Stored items
================

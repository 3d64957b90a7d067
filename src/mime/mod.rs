//! MIME type constants, magic-byte detection and extension mapping.
//!
//! Detection never trusts the filename: [`detector::detect`] looks only at a
//! bounded content prefix. [`extensions`] maps filenames onto the type they
//! claim to be, which the pipeline compares against the detected type in
//! strict mode.

pub mod detector;
pub mod extensions;
pub mod signatures;

pub use detector::{DETECTION_WINDOW, detect, detect_reader};
pub use extensions::{expand_group, extension_of, mime_for_extension, mime_matches};

// Fallbacks
pub const OCTET_STREAM: &str = "application/octet-stream";
pub const TEXT_PLAIN: &str = "text/plain";

// Images
pub const IMAGE_JPEG: &str = "image/jpeg";
pub const IMAGE_PNG: &str = "image/png";
pub const IMAGE_GIF: &str = "image/gif";
pub const IMAGE_WEBP: &str = "image/webp";
pub const IMAGE_BMP: &str = "image/bmp";
pub const IMAGE_TIFF: &str = "image/tiff";
pub const IMAGE_ICO: &str = "image/x-icon";
pub const IMAGE_SVG: &str = "image/svg+xml";
pub const IMAGE_AVIF: &str = "image/avif";
pub const IMAGE_HEIC: &str = "image/heic";
pub const IMAGE_PSD: &str = "image/vnd.adobe.photoshop";

// Documents
pub const APPLICATION_PDF: &str = "application/pdf";
pub const APPLICATION_RTF: &str = "application/rtf";
pub const APPLICATION_POSTSCRIPT: &str = "application/postscript";
pub const APPLICATION_OLE: &str = "application/x-ole-storage";
pub const DOCX: &str = "application/vnd.openxmlformats-officedocument.wordprocessingml.document";
pub const XLSX: &str = "application/vnd.openxmlformats-officedocument.spreadsheetml.sheet";
pub const PPTX: &str = "application/vnd.openxmlformats-officedocument.presentationml.presentation";
pub const EPUB: &str = "application/epub+zip";
pub const ODT: &str = "application/vnd.oasis.opendocument.text";
pub const ODS: &str = "application/vnd.oasis.opendocument.spreadsheet";
pub const ODP: &str = "application/vnd.oasis.opendocument.presentation";

// Text formats
pub const APPLICATION_JSON: &str = "application/json";
pub const APPLICATION_XML: &str = "application/xml";
pub const TEXT_XML: &str = "text/xml";
pub const TEXT_CSV: &str = "text/csv";
pub const TEXT_HTML: &str = "text/html";
pub const TEXT_MARKDOWN: &str = "text/markdown";

// Archives
pub const APPLICATION_ZIP: &str = "application/zip";
pub const APPLICATION_JAR: &str = "application/java-archive";
pub const APPLICATION_WAR: &str = "application/x-webarchive";
pub const APPLICATION_GZIP: &str = "application/gzip";
pub const APPLICATION_X_GZIP: &str = "application/x-gzip";
pub const APPLICATION_TAR: &str = "application/x-tar";
pub const APPLICATION_TAR_GZ: &str = "application/x-compressed-tar";
pub const APPLICATION_BZIP2: &str = "application/x-bzip2";
pub const APPLICATION_XZ: &str = "application/x-xz";
pub const APPLICATION_7Z: &str = "application/x-7z-compressed";
pub const APPLICATION_RAR: &str = "application/vnd.rar";
pub const APPLICATION_ZSTD: &str = "application/zstd";

// Executables and binaries
pub const APPLICATION_PE: &str = "application/vnd.microsoft.portable-executable";
pub const APPLICATION_ELF: &str = "application/x-elf";
pub const APPLICATION_MACHO: &str = "application/x-mach-binary";
pub const APPLICATION_WASM: &str = "application/wasm";
pub const APPLICATION_SQLITE: &str = "application/vnd.sqlite3";
pub const APPLICATION_RIFF: &str = "application/x-riff";

// Fonts
pub const FONT_WOFF: &str = "font/woff";
pub const FONT_WOFF2: &str = "font/woff2";
pub const FONT_OTF: &str = "font/otf";

// Audio
pub const AUDIO_MPEG: &str = "audio/mpeg";
pub const AUDIO_WAV: &str = "audio/wav";
pub const AUDIO_OGG: &str = "audio/ogg";
pub const AUDIO_FLAC: &str = "audio/flac";
pub const AUDIO_AAC: &str = "audio/aac";
pub const AUDIO_MP4: &str = "audio/mp4";
pub const AUDIO_MIDI: &str = "audio/midi";

// Video
pub const VIDEO_MP4: &str = "video/mp4";
pub const VIDEO_M4V: &str = "video/x-m4v";
pub const VIDEO_QUICKTIME: &str = "video/quicktime";
pub const VIDEO_3GPP: &str = "video/3gpp";
pub const VIDEO_WEBM: &str = "video/webm";
pub const VIDEO_MKV: &str = "video/x-matroska";
pub const VIDEO_AVI: &str = "video/x-msvideo";
//! Format-specific content validators.
//!
//! Each validator inspects a bounded portion of an upload and rejects
//! payloads that are malformed or violate a resource bound (zip bombs, deep
//! nesting, path traversal, XXE, macro-laden documents). Validators are
//! configured once at construction and are immutable afterwards, so a single
//! instance can be shared across threads through the
//! [`ValidatorRegistry`](crate::registry::ValidatorRegistry).
//!
//! Whether the input can seek is part of the call signature: see
//! [`ContentInput`]. Formats that need random access (ZIP central directory,
//! PDF trailer, image headers) buffer small forward-only inputs and reject
//! larger ones.

pub mod archive;
pub mod csv;
pub mod image;
pub mod json;
pub mod media;
pub mod office;
pub mod pdf;
pub mod tar;
pub mod text;
pub mod xml;

pub use archive::ArchiveValidator;
pub use csv::CsvValidator;
pub use image::ImageValidator;
pub use json::JsonValidator;
pub use media::{MediaFormat, MediaValidator};
pub use office::OfficeValidator;
pub use pdf::PdfValidator;
pub use tar::TarValidator;
pub use text::TextValidator;
pub use xml::XmlValidator;

use crate::error::{Result, ValidationError};
use crate::utils::human_format::format_bytes;
use std::fmt;
use std::io::{self, Cursor, Read, Seek};

/// Largest forward-only input that random-access validators will buffer.
pub const NON_SEEKABLE_BUFFER_LIMIT: u64 = 1024 * 1024;

/// A readable, seekable byte source.
pub trait ReadSeek: Read + Seek {}

impl<T: Read + Seek + ?Sized> ReadSeek for T {}

/// Content handed to a validator, tagged with its seek capability.
pub enum ContentInput<'a> {
    /// Random access is available
    Seekable(&'a mut dyn ReadSeek),
    /// Forward-only stream
    Stream(&'a mut dyn Read),
}

impl fmt::Debug for ContentInput<'_> {
    fn fmt(&self, f: &mut fmt::Formatter<'_>) -> fmt::Result {
        match self {
            Self::Seekable(_) => f.write_str("ContentInput::Seekable"),
            Self::Stream(_) => f.write_str("ContentInput::Stream"),
        }
    }
}

impl<'a> ContentInput<'a> {
    /// Wrap a seekable source.
    pub fn seekable<R: Read + Seek>(reader: &'a mut R) -> Self {
        Self::Seekable(reader)
    }

    /// Wrap a forward-only source.
    pub fn stream<R: Read>(reader: &'a mut R) -> Self {
        Self::Stream(reader)
    }

    #[must_use]
    pub const fn is_seekable(&self) -> bool {
        matches!(self, Self::Seekable(_))
    }

    /// Forward-only view of the input, for validators that never seek.
    pub(crate) fn into_reader(self) -> Box<dyn Read + 'a> {
        match self {
            Self::Seekable(reader) => Box::new(reader),
            Self::Stream(reader) => Box::new(reader),
        }
    }
}

/// Contract implemented by every format validator.
pub trait ContentValidator: Send + Sync + fmt::Debug {
    /// Inspect `input` and reject it when it is malformed or exceeds a bound.
    ///
    /// `declared_size` is the size the caller claims for the upload; validators
    /// use it for up-front ceiling checks but never trust it for memory sizing.
    ///
    /// # Errors
    /// Returns [`ValidationError::Content`] describing the first violation.
    fn validate(&self, input: ContentInput<'_>, declared_size: u64) -> Result<()>;

    /// MIME types this validator understands.
    fn supported_mime_types(&self) -> &'static [&'static str];

    /// Short name used in logs and diagnostics.
    fn name(&self) -> &'static str;
}

/// Run `check` against a seekable view of `input`.
///
/// Forward-only inputs up to `limit` bytes are buffered in memory; larger ones
/// are rejected without reading.
pub(crate) fn with_seekable<T>(
    input: ContentInput<'_>,
    declared_size: u64,
    limit: u64,
    what: &str,
    check: impl FnOnce(&mut dyn ReadSeek) -> Result<T>,
) -> Result<T> {
    match input {
        ContentInput::Seekable(reader) => check(reader),
        ContentInput::Stream(reader) => {
            if declared_size > limit {
                return Err(ValidationError::content(format!(
                    "{what} from a non-seekable stream larger than {} is not supported",
                    format_bytes(limit)
                )));
            }
            let buffered = read_bounded(reader, limit, what)?;
            check(&mut Cursor::new(buffered))
        }
    }
}

/// Read the whole of `reader`, failing once more than `limit` bytes arrive.
pub(crate) fn read_bounded<R: Read + ?Sized>(reader: &mut R, limit: u64, what: &str) -> Result<Vec<u8>> {
    let mut buffered = Vec::new();
    reader
        .take(limit + 1)
        .read_to_end(&mut buffered)
        .map_err(read_error)?;
    if buffered.len() as u64 > limit {
        return Err(ValidationError::content(format!(
            "{what} exceeds maximum size of {}",
            format_bytes(limit)
        )));
    }
    Ok(buffered)
}

/// Reject a declared size above `max` (0 disables the check).
pub(crate) fn check_declared_size(declared_size: u64, max: u64, what: &str) -> Result<()> {
    if max > 0 && declared_size > max {
        return Err(ValidationError::content(format!(
            "{what} size {} exceeds maximum of {}",
            format_bytes(declared_size),
            format_bytes(max)
        )));
    }
    Ok(())
}

pub(crate) fn read_error(e: io::Error) -> ValidationError {
    ValidationError::content(format!("failed to read content: {e}"))
}

/// Reader that fails once more than `limit` bytes have been produced.
pub(crate) struct BoundedReader<R> {
    inner: R,
    limit: u64,
    produced: u64,
}

impl<R: Read> BoundedReader<R> {
    pub(crate) const fn new(inner: R, limit: u64) -> Self {
        Self {
            inner,
            limit,
            produced: 0,
        }
    }
}

impl<R: Read> Read for BoundedReader<R> {
    fn read(&mut self, buf: &mut [u8]) -> io::Result<usize> {
        let n = self.inner.read(buf)?;
        self.produced += n as u64;
        if self.limit > 0 && self.produced > self.limit {
            return Err(io::Error::other(format!(
                "content exceeds maximum size of {}",
                format_bytes(self.limit)
            )));
        }
        Ok(n)
    }
}

/// Path fragments that have no business inside an uploaded archive.
const SENSITIVE_PATHS: &[&str] = &[
    "etc/passwd",
    "etc/shadow",
    "etc/sudoers",
    "etc/hosts",
    "proc/self",
    "windows/system32",
    "windows/syswow64",
    "boot.ini",
    ".ssh/authorized_keys",
];

/// Reject archive entry names that could escape an extraction directory.
pub(crate) fn check_entry_path(name: &str) -> Result<()> {
    if name.contains('\0') {
        return Err(ValidationError::content(format!(
            "archive entry {name:?} contains a null byte"
        )));
    }

    if name.starts_with("\\\\") || name.starts_with("//") {
        return Err(ValidationError::content(format!(
            "archive entry {name:?} uses a UNC path"
        )));
    }

    let normalized = name.replace('\\', "/");
    let bytes = normalized.as_bytes();
    let has_drive = bytes.len() >= 2 && bytes[0].is_ascii_alphabetic() && bytes[1] == b':';
    if normalized.starts_with('/') || has_drive {
        return Err(ValidationError::content(format!(
            "archive entry {name:?} uses an absolute path"
        )));
    }

    if normalized.contains("..") {
        return Err(ValidationError::content(format!(
            "archive entry {name:?} contains path traversal"
        )));
    }

    let lower = normalized.to_ascii_lowercase();
    if let Some(hit) = SENSITIVE_PATHS.iter().find(|p| lower.contains(*p)) {
        return Err(ValidationError::content(format!(
            "archive entry {name:?} targets sensitive system path {hit}"
        )));
    }

    Ok(())
}

pub(crate) fn contains_ignore_case(haystack: &[u8], needle: &[u8]) -> bool {
    haystack
        .windows(needle.len())
        .any(|w| w.eq_ignore_ascii_case(needle))
}

#[cfg(test)]
mod tests {
    use super::*;

    #[test]
    fn test_check_entry_path() {
        assert!(check_entry_path("docs/readme.txt").is_ok());
        assert!(check_entry_path("docs/v1.2/notes.txt").is_ok());

        for bad in [
            "../../etc/passwd",
            "docs/../../secret",
            "release..notes.txt",
            "a..b/evil.txt",
            "..\\..\\windows\\win.ini",
            "/etc/hosts.allow",
            "C:\\Windows\\System32\\drivers",
            "\\\\server\\share\\file",
            "//server/share/file",
            "backup/etc/shadow",
            "file\0.txt",
        ] {
            let err = check_entry_path(bad).unwrap_err();
            assert!(err.is_content_error(), "{bad} should be rejected");
        }
    }

    #[test]
    fn test_with_seekable_rejects_large_streams() {
        let mut stream: &[u8] = b"irrelevant";
        let err = with_seekable(
            ContentInput::stream(&mut stream),
            NON_SEEKABLE_BUFFER_LIMIT + 1,
            NON_SEEKABLE_BUFFER_LIMIT,
            "archive",
            |_| Ok(()),
        )
        .unwrap_err();
        assert!(err.message().contains("non-seekable"));
    }

    #[test]
    fn test_with_seekable_buffers_small_streams() {
        let mut stream: &[u8] = b"0123456789";
        let len = with_seekable(
            ContentInput::stream(&mut stream),
            10,
            NON_SEEKABLE_BUFFER_LIMIT,
            "archive",
            |r| Ok(r.seek(io::SeekFrom::End(0)).map_err(read_error)?),
        )
        .unwrap();
        assert_eq!(len, 10);
    }

    #[test]
    fn test_bounded_reader() {
        let mut reader = BoundedReader::new(&b"abcdef"[..], 4);
        let mut out = Vec::new();
        assert!(reader.read_to_end(&mut out).is_err());

        let mut reader = BoundedReader::new(&b"abcd"[..], 4);
        let mut out = Vec::new();
        assert_eq!(reader.read_to_end(&mut out).unwrap(), 4);
    }

    #[test]
    fn test_check_declared_size() {
        assert!(check_declared_size(10, 0, "file").is_ok());
        assert!(check_declared_size(10, 10, "file").is_ok());
        assert!(check_declared_size(11, 10, "file").is_err());
    }
}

================

» **EXERCISE INSTRUCTIONS**: Look through the entries and copy every line in which the string "traversal" appears.

» **EXPECTED ANSWER**:
//! nesting, path traversal, XXE, macro-laden documents). Validators are
            "archive entry {name:?} contains path traversal"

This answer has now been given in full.